As I grow up in (or into?) life and experience different levels of successes and/or failures, I’m beginning to wonder if one can truly ‘have it all.’ With a career comes a blow to your social life, with personal happiness comes unemployment, with bad health comes closer family ties. Can we truly have a great job, great friends, great family, and great health in a world that, often, guarantees none of the above?

According to this essay by David Sedaris in The New Yorker, we can’t.
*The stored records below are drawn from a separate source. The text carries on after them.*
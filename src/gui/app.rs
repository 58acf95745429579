use crate::config::{self, Config};
use crate::dom::{Document, ElementId, ImageSrc};
use crate::events::{AppEvent, Key, PageCall};
use crate::gui::debounce::Debouncer;
use crate::gui::menu::NavMenu;
use crate::gui::modal::Lightbox;
use crate::gui::reveal::{LazyImages, Reveal};
use crate::gui::scroll::ScrollEffects;
use crate::gui::slides::SlideShow;
use crate::gui::typewriter::Typewriter;
use crate::gui::{anchors, booking, faq};
use crate::timer::{Millis, Scheduler, Task};

/// Every interactive feature of the page. Each one is `None` when the page
/// lacks the markup it needs.
#[derive(Debug, Default)]
struct Components {
    scroll: Option<ScrollEffects>,
    carousel: Option<SlideShow>,
    testimonials: Option<SlideShow>,
    menu: Option<NavMenu>,
    lightbox: Option<Lightbox>,
    reveal: Option<Reveal>,
    lazy: Option<LazyImages>,
    typewriter: Option<Typewriter>,
}

#[derive(Debug, Clone, PartialEq)]
pub struct Status {
    pub now: Millis,
    pub booted: bool,
    pub carousel: Option<usize>,
    pub carousel_playing: bool,
    pub testimonial: Option<usize>,
    pub menu_open: bool,
    pub lightbox_open: bool,
    pub lightbox_image: Option<ImageSrc>,
    pub typewriter: Option<String>,
    pub scroll_y: f64,
    pub scroll_locked: bool,
    pub location: Option<String>,
    pub pending_timers: usize,
}

pub struct App {
    config: Config,
    page: Document,
    timers: Scheduler,
    scroll_debounce: Debouncer,
    components: Components,
    booted: bool,
}

impl App {
    pub fn new(config: Config, page: Document) -> Self {
        Self {
            scroll_debounce: Debouncer::new(config.scroll.debounce_ms),
            config,
            page,
            timers: Scheduler::new(),
            components: Components::default(),
            booted: false,
        }
    }

    pub fn page(&self) -> &Document {
        &self.page
    }

    pub fn now(&self) -> Millis {
        self.timers.now()
    }

    pub fn next_due(&self) -> Option<Millis> {
        self.timers.next_due()
    }

    pub fn is_booted(&self) -> bool {
        self.booted
    }

    /// Runs every timer due up to `until`, one task at a time.
    pub fn advance_to(&mut self, until: Millis) {
        while let Some((_, task)) = self.timers.pop_due(until) {
            let before = self.page.scroll_y();
            self.run_task(task);
            self.sync_scroll(before);
        }
        self.timers.settle(until);
    }

    pub fn advance(&mut self, ms: Millis) {
        self.advance_to(self.timers.now().saturating_add(ms));
    }

    pub fn dispatch(&mut self, event: AppEvent) {
        log::trace!("t={} {:?}", self.timers.now(), event);
        let before = self.page.scroll_y();

        match event {
            AppEvent::DomReady => self.boot(),
            AppEvent::Load => self.on_load(),
            AppEvent::Unload => self.teardown(),
            AppEvent::Status => log::info!("{:?}", self.status()),
            AppEvent::ConfigReload => match config::load_config() {
                Ok(new_config) => {
                    self.reconfigure(new_config);
                    log::info!("Configuration reloaded");
                }
                Err(e) => log::error!("Failed to reload config: {}", e),
            },
            AppEvent::Scroll(y) => {
                self.page.set_scroll_y(y);
                self.on_scrolled();
                return;
            }
            AppEvent::Resize { width, height } => {
                self.page.set_viewport_size(width, height);
                self.on_resize();
            }
            AppEvent::Focus(target) => self.page.focus(&target),
            event if !self.booted => log::debug!("Ignoring {:?} before the page is ready", event),
            AppEvent::Click(target) => self.on_click(&target),
            AppEvent::PointerEnter(target) => {
                if let Some(carousel) = &mut self.components.carousel {
                    carousel.on_pointer_enter(&mut self.timers, &target);
                }
            }
            AppEvent::PointerLeave(target) => {
                if let Some(carousel) = &mut self.components.carousel {
                    carousel.on_pointer_leave(&mut self.timers, &target);
                }
            }
            AppEvent::KeyDown { key, shift } => self.on_key(&key, shift),
            AppEvent::TouchStart { target, x } => {
                if let Some(menu) = &mut self.components.menu {
                    menu.on_touch_start(&mut self.page, &target, x);
                }
            }
            AppEvent::TouchMove { x } => {
                if let Some(menu) = &mut self.components.menu {
                    menu.on_touch_move(&mut self.page, x);
                }
            }
            AppEvent::TouchEnd => {
                if let Some(menu) = &mut self.components.menu {
                    menu.on_touch_end();
                }
            }
            AppEvent::Call(call) => self.on_call(call),
        }

        self.sync_scroll(before);
    }

    /// Mounts every component in a fixed order. A second ready signal is
    /// ignored.
    fn boot(&mut self) {
        if self.booted {
            log::debug!("Page already initialized");
            return;
        }
        let cfg = &self.config;
        let page = &mut self.page;
        let timers = &mut self.timers;

        let mut c = Components {
            scroll: ScrollEffects::mount(page, cfg.scroll.clone()),
            carousel: SlideShow::mount_carousel(page, cfg.carousel.interval_ms),
            testimonials: SlideShow::mount_testimonials(page, cfg.testimonials.interval_ms),
            menu: NavMenu::mount(page, cfg.menu.clone()),
            lightbox: Lightbox::mount(page),
            reveal: Reveal::mount(page, &cfg.reveal),
            lazy: LazyImages::mount(page),
            typewriter: Typewriter::mount(page, cfg.typewriter.clone()),
        };

        if let Some(carousel) = &mut c.carousel {
            carousel.start(timers);
        }
        if let Some(testimonials) = &mut c.testimonials {
            testimonials.start(timers);
        }
        if let Some(scroll) = &c.scroll {
            scroll.apply(page);
        }
        if let Some(reveal) = &mut c.reveal {
            reveal.poll(page, timers);
        }
        if let Some(lazy) = &mut c.lazy {
            lazy.poll(page);
        }

        log::info!(
            "Page ready: carousel={} testimonials={} menu={} lightbox={} reveal={} lazy={} typewriter={}",
            c.carousel.is_some(),
            c.testimonials.is_some(),
            c.menu.is_some(),
            c.lightbox.is_some(),
            c.reveal.is_some(),
            c.lazy.is_some(),
            c.typewriter.is_some(),
        );

        self.components = c;
        self.booted = true;
    }

    fn on_load(&mut self) {
        if !self.booted {
            self.boot();
        }
        if let Some(typewriter) = &mut self.components.typewriter {
            typewriter.start(&mut self.timers);
        }
    }

    /// Drops every component and cancels every timer.
    fn teardown(&mut self) {
        self.timers.clear_all();
        self.components = Components::default();
        self.scroll_debounce = Debouncer::new(self.config.scroll.debounce_ms);
        self.booted = false;
        log::info!("Page unloaded");
    }

    pub fn reconfigure(&mut self, config: Config) {
        let c = &mut self.components;
        if let Some(carousel) = &mut c.carousel {
            carousel.set_interval(&mut self.timers, config.carousel.interval_ms);
        }
        if let Some(testimonials) = &mut c.testimonials {
            testimonials.set_interval(&mut self.timers, config.testimonials.interval_ms);
        }
        if let Some(menu) = &mut c.menu {
            menu.set_config(&mut self.page, config.menu.clone());
        }
        if let Some(typewriter) = &mut c.typewriter {
            typewriter.set_config(&mut self.page, config.typewriter.clone());
        }
        if let Some(scroll) = &mut c.scroll {
            scroll.set_config(config.scroll.clone());
        }
        if let Some(reveal) = &mut c.reveal {
            reveal.set_stagger(config.reveal.stagger_ms);
        }
        self.scroll_debounce.set_wait(config.scroll.debounce_ms);
        self.config = config;
    }

    fn run_task(&mut self, task: Task) {
        let c = &mut self.components;
        match task {
            Task::CarouselTick => {
                if let Some(carousel) = &mut c.carousel {
                    carousel.tick(&mut self.page);
                }
            }
            Task::TestimonialTick => {
                if let Some(testimonials) = &mut c.testimonials {
                    testimonials.tick(&mut self.page);
                }
            }
            Task::TypewriterStep => {
                if let Some(typewriter) = &mut c.typewriter {
                    typewriter.step(&mut self.page, &mut self.timers);
                }
            }
            Task::ScrollEffects => {
                self.scroll_debounce.fired();
                if let Some(scroll) = &c.scroll {
                    scroll.apply(&mut self.page);
                }
            }
            Task::Reveal(id) => Reveal::show(&mut self.page, &id),
            Task::Navigate(href) => self.page.navigate(&href),
        }
    }

    /// Programmatic scrolling (anchors, fragment navigation) is seen by the
    /// scroll listeners like a user scroll.
    fn sync_scroll(&mut self, before: f64) {
        if self.page.scroll_y() != before {
            self.on_scrolled();
        }
    }

    fn on_scrolled(&mut self) {
        if !self.booted {
            return;
        }
        if self.components.scroll.is_some() {
            self.scroll_debounce
                .trigger(&mut self.timers, Task::ScrollEffects);
        }
        self.poll_observers();
    }

    fn poll_observers(&mut self) {
        if let Some(reveal) = &mut self.components.reveal {
            reveal.poll(&self.page, &mut self.timers);
        }
        if let Some(lazy) = &mut self.components.lazy {
            lazy.poll(&mut self.page);
        }
    }

    fn on_resize(&mut self) {
        if !self.booted {
            return;
        }
        if let Some(menu) = &mut self.components.menu {
            menu.on_resize(&mut self.page);
        }
        self.poll_observers();
    }

    fn on_click(&mut self, target: &ElementId) {
        if !self.page.exists(target) {
            log::debug!("Click on unknown element {}", target);
        }
        let c = &mut self.components;

        let menu_panel = c.menu.as_ref().map(|m| m.panel_id().clone());
        if let Some(menu) = &mut c.menu {
            menu.on_click(&mut self.page, &mut self.timers, target);
        }
        if let Some(lightbox) = &mut c.lightbox {
            lightbox.on_click(&mut self.page, target);
        }
        if let Some(carousel) = &mut c.carousel {
            carousel.on_click(&mut self.page, &mut self.timers, target);
        }
        anchors::on_click(&mut self.page, target, menu_panel.as_ref());
    }

    fn on_key(&mut self, key: &Key, shift: bool) {
        let c = &mut self.components;
        if let Some(menu) = &mut c.menu {
            menu.on_key(&mut self.page, key);
        }
        if let Some(lightbox) = &mut c.lightbox {
            lightbox.on_key(&mut self.page, key, shift);
        }
    }

    fn on_call(&mut self, call: PageCall) {
        let c = &mut self.components;
        match call {
            PageCall::OpenModal(src) => {
                if let Some(lightbox) = &mut c.lightbox {
                    lightbox.open(&mut self.page, src);
                }
            }
            PageCall::CloseModal => {
                if let Some(lightbox) = &mut c.lightbox {
                    lightbox.close(&mut self.page);
                }
            }
            PageCall::ToggleFaq(item) => faq::toggle(&mut self.page, &item),
            PageCall::MoveTestimonial(direction) => {
                if let Some(testimonials) = &mut c.testimonials {
                    testimonials.move_by(&mut self.page, &mut self.timers, direction);
                }
            }
            PageCall::Book(service) => {
                booking::redirect(&mut self.page, &self.config.booking, service.as_deref())
            }
        }
    }

    pub fn status(&self) -> Status {
        let c = &self.components;
        Status {
            now: self.timers.now(),
            booted: self.booted,
            carousel: c.carousel.as_ref().map(|s| s.slides().index()),
            carousel_playing: c.carousel.as_ref().is_some_and(SlideShow::is_running),
            testimonial: c.testimonials.as_ref().map(|s| s.slides().index()),
            menu_open: c.menu.as_ref().is_some_and(NavMenu::is_open),
            lightbox_open: c.lightbox.as_ref().is_some_and(Lightbox::is_open),
            lightbox_image: c.lightbox.as_ref().and_then(|l| l.current().cloned()),
            typewriter: c.typewriter.as_ref().map(|t| t.state().text()),
            scroll_y: self.page.scroll_y(),
            scroll_locked: self.page.is_scroll_locked(),
            location: self.page.location().map(str::to_owned),
            pending_timers: self.timers.pending(),
        }
    }
}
Although the article is from 2009 (I know, so old it’s practically dead!) I think it applies to me, right here, right now. In the article, Sedaris’ friend suggests a four-burner theory of sorts, suggesting “‘One burner represents your family, one is your friends, the third is your health, and the fourth is your work’… The gist, she said, was that in order to be successful you have to cut off one of your burners. And in order to be really successful you have to cut off two.”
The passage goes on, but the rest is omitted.